_Task to complete_.
Scan the entries for the word "Sized" and return every line that has it.

Stored items
━━━━━━━━━━

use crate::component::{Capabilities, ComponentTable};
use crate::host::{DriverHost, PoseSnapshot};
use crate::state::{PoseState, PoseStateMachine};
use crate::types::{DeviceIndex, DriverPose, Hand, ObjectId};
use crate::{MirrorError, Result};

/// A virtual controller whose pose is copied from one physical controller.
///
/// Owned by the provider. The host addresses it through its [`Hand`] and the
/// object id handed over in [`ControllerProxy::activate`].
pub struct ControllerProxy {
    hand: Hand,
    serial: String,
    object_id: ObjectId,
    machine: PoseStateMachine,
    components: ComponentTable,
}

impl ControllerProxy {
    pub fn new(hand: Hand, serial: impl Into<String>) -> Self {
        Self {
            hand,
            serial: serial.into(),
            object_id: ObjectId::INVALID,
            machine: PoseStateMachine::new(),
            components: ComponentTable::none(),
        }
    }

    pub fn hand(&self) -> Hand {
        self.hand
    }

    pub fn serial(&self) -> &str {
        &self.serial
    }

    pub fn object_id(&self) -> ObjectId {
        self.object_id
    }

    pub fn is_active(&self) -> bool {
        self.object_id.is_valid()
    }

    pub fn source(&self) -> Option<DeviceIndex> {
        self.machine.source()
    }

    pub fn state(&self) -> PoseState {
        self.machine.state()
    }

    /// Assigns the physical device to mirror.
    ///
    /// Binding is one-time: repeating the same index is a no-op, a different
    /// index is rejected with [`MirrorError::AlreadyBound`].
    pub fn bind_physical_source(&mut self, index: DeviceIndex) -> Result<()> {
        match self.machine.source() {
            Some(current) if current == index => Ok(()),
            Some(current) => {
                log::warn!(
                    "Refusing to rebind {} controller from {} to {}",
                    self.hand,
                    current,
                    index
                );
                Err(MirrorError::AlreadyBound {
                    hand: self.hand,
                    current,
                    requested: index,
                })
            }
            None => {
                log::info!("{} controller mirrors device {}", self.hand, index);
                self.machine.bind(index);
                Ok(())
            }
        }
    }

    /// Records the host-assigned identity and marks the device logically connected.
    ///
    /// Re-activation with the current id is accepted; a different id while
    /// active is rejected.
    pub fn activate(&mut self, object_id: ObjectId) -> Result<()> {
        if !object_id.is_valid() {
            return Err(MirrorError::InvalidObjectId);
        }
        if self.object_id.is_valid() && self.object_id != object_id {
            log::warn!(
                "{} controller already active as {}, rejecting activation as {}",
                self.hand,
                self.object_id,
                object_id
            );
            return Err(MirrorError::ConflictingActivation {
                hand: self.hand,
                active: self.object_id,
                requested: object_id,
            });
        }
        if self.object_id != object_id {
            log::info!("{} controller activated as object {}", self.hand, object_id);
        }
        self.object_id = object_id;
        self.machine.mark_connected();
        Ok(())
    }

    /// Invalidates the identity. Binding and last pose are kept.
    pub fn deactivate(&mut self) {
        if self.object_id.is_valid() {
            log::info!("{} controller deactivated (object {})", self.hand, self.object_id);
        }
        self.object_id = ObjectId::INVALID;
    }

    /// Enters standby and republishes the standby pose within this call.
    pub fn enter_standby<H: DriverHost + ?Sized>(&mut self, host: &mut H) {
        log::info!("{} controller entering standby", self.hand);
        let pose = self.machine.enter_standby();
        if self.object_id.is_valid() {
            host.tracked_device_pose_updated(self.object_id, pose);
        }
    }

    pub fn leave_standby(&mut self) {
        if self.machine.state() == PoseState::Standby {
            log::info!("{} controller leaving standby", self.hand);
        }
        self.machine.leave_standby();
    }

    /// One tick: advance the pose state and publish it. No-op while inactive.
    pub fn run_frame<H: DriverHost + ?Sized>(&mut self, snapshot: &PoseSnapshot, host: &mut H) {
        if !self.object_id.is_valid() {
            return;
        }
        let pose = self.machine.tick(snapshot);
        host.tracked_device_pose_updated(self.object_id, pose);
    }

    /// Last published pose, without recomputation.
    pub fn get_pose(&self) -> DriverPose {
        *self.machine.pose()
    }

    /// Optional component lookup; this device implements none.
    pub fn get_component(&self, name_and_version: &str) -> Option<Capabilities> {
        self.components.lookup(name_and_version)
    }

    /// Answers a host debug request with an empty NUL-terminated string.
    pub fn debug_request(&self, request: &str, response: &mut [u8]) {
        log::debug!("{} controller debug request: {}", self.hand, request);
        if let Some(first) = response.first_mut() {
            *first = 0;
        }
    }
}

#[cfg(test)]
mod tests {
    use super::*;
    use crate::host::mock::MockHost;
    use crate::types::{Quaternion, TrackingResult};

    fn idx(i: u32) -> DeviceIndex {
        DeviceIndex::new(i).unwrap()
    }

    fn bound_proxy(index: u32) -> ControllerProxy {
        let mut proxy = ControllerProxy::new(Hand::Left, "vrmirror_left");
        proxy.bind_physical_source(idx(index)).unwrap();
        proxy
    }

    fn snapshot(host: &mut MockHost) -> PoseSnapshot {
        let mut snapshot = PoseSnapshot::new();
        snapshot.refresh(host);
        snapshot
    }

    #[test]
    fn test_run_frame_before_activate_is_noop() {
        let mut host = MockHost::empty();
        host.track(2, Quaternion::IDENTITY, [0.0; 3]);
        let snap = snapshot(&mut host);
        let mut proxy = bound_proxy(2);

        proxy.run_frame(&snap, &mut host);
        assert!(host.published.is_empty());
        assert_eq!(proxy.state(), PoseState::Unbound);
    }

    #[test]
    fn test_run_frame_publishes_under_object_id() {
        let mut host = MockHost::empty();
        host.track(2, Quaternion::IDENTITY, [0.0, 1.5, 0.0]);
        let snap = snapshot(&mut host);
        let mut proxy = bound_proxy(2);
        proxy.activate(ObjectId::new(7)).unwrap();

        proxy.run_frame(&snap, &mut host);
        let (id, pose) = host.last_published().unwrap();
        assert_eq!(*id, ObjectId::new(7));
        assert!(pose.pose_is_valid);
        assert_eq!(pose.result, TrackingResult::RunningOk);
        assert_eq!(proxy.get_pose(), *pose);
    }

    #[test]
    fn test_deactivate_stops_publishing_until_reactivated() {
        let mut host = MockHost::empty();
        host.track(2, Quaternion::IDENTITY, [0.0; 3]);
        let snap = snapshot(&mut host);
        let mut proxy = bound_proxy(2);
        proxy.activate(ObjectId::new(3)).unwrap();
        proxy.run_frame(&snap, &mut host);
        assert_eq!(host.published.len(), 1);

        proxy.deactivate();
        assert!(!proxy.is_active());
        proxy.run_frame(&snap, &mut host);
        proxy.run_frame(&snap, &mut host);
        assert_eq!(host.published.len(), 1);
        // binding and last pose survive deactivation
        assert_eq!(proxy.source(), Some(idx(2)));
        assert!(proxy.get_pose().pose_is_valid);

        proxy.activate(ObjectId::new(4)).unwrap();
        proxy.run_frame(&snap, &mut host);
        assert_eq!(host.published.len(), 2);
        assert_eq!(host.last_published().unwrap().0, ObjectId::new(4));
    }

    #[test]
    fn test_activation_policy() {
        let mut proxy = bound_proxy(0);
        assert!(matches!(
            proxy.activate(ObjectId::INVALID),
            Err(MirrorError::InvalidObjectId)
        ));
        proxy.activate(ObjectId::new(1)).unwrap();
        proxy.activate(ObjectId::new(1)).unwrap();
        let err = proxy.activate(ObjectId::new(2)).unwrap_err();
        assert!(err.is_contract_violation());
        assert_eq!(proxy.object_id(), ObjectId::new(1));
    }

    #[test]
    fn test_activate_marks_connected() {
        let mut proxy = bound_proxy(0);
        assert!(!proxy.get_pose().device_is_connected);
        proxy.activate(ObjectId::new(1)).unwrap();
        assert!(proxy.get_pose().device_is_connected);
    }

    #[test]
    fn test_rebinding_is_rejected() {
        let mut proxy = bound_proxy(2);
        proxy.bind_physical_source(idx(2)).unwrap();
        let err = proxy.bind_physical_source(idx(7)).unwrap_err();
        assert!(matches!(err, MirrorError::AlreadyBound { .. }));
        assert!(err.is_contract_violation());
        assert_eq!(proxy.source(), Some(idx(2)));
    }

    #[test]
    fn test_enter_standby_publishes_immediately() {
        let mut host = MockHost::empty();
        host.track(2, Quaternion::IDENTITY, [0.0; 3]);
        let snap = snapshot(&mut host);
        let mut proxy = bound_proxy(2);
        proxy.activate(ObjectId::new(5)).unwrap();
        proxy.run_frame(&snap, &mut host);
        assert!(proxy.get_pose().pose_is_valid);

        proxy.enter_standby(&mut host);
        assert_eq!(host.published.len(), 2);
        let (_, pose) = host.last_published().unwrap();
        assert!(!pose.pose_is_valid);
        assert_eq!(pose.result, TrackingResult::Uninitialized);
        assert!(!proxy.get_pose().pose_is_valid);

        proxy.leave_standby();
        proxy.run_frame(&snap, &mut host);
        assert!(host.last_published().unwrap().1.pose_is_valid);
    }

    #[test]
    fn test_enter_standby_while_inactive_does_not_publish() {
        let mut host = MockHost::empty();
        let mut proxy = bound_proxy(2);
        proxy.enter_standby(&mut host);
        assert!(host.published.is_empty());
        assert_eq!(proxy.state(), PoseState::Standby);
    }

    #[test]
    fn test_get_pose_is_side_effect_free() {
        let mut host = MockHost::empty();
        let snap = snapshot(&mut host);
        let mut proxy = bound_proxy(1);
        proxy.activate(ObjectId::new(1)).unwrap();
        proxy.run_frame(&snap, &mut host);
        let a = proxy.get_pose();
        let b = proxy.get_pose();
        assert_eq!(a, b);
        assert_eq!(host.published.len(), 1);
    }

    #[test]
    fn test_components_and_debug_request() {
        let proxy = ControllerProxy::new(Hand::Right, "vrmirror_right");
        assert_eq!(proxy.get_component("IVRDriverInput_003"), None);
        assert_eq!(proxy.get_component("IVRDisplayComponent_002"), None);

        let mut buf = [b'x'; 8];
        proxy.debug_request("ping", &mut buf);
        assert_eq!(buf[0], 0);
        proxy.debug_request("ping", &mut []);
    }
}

━━━━━━━━━━

_Solution for this task_.
    pub fn enter_standby<H: DriverHost + ?Sized>(&mut self, host: &mut H) {
    pub fn run_frame<H: DriverHost + ?Sized>(&mut self, snapshot: &PoseSnapshot, host: &mut H) {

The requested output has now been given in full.